__Work order__: Please reproduce verbatim the lines below, from the first through the one with "- Parse Standard".

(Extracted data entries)

+++

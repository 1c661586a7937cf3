/*!
# dskarchive

A Rust library for archiving and inspecting CPC DSK/EDSK floppy-disk
images, with FAT12 payload extraction and Greaseweazle-based acquisition
of physical media.

## Features

- Parse Standard and Extended DSK containers into a sector index with
  per-sector FDC status and truncation flags
- Flatten the physical CHS layout into the logical LBA stream filesystems
  expect, tolerating missing tracks
- Detect and traverse FAT12 volumes: directory listing, VFAT long
  filenames, deleted-file scoring and recovery
- Cache parsed images keyed by filename, invalidated on modification time
- Drive the external `gw` tool to capture fresh images, with streamed
  progress and cancellation

## Quick Start

```rust,no_run
use dskarchive::{detect_filesystem, Fat12FileSystem, ImageIndex};

let data = std::fs::read("disk.dsk")?;
let index = ImageIndex::parse(&data)?;

// Inspect a sector
if let Some(payload) = index.sector_data(&data, 0, 0, 0xC1) {
    println!("{} bytes", payload.len());
}

// List files on a FAT12 volume
let descriptor = detect_filesystem(&index, &data);
let fs = Fat12FileSystem::open(&descriptor, &index, &data)?;
for entry in fs.list_files() {
    println!("{}: {} bytes", entry.path, entry.size);
}
# Ok::<(), dskarchive::ArchiveError>(())
```

## Modules

- `format`: container signatures and layout constants
- `image`: the container parser (ImageIndex, TrackEntry, SectorEntry)
- `flat`: flat-image reconstruction for LBA addressing
- `boot`: boot sector inspection and filesystem identification
- `filesystem`: FAT12 traversal, deleted-entry scoring and recovery
- `cache`: mtime-validated cache of parsed images
- `acquisition`: the Greaseweazle `gw` coordinator
- `fdc`: FDC (Floppy Disk Controller) status registers
- `map`: sector health visualization
- `error`: error types and Result alias
*/

#![warn(missing_docs)]

/// Greaseweazle acquisition coordinator
pub mod acquisition;
/// Boot sector inspection and filesystem identification
pub mod boot;
/// Parsed-image cache keyed by filename
pub mod cache;
/// Error types and Result alias
pub mod error;
/// FDC (Floppy Disk Controller) status registers
pub mod fdc;
/// Filesystem traversal (FAT12)
pub mod filesystem;
/// Flat-image reconstruction
pub mod flat;
/// Container format identification
pub mod format;
/// Container parsing and the sector index
pub mod image;
/// Sector health map visualization
pub mod map;

// Re-export common types
pub use acquisition::{CancellationHandle, GwController, ReadOptions, ReadOutcome};
pub use boot::{detect_filesystem, BiosParameterBlock, FilesystemDescriptor};
pub use cache::{CacheEntry, DiskCache, InvalidImage, ParsedImage};
pub use error::{ArchiveError, Result};
pub use fdc::{FdcStatus1, FdcStatus2};
pub use filesystem::{DeletedEntry, DirEntry, Fat12FileSystem};
pub use flat::FlatImage;
pub use format::ImageFormat;
pub use image::{DataRate, ImageIndex, RecordingMode, SectorEntry, SectorId, TrackEntry};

+++

__Answer below__:
repository 1c661586a7937cf3
/*!
# dskarchive

A Rust library for archiving and inspecting CPC DSK/EDSK floppy-disk
images, with FAT12 payload extraction and Greaseweazle-based acquisition
of physical media.

## Features

- Parse Standard and Extended DSK containers into a sector index with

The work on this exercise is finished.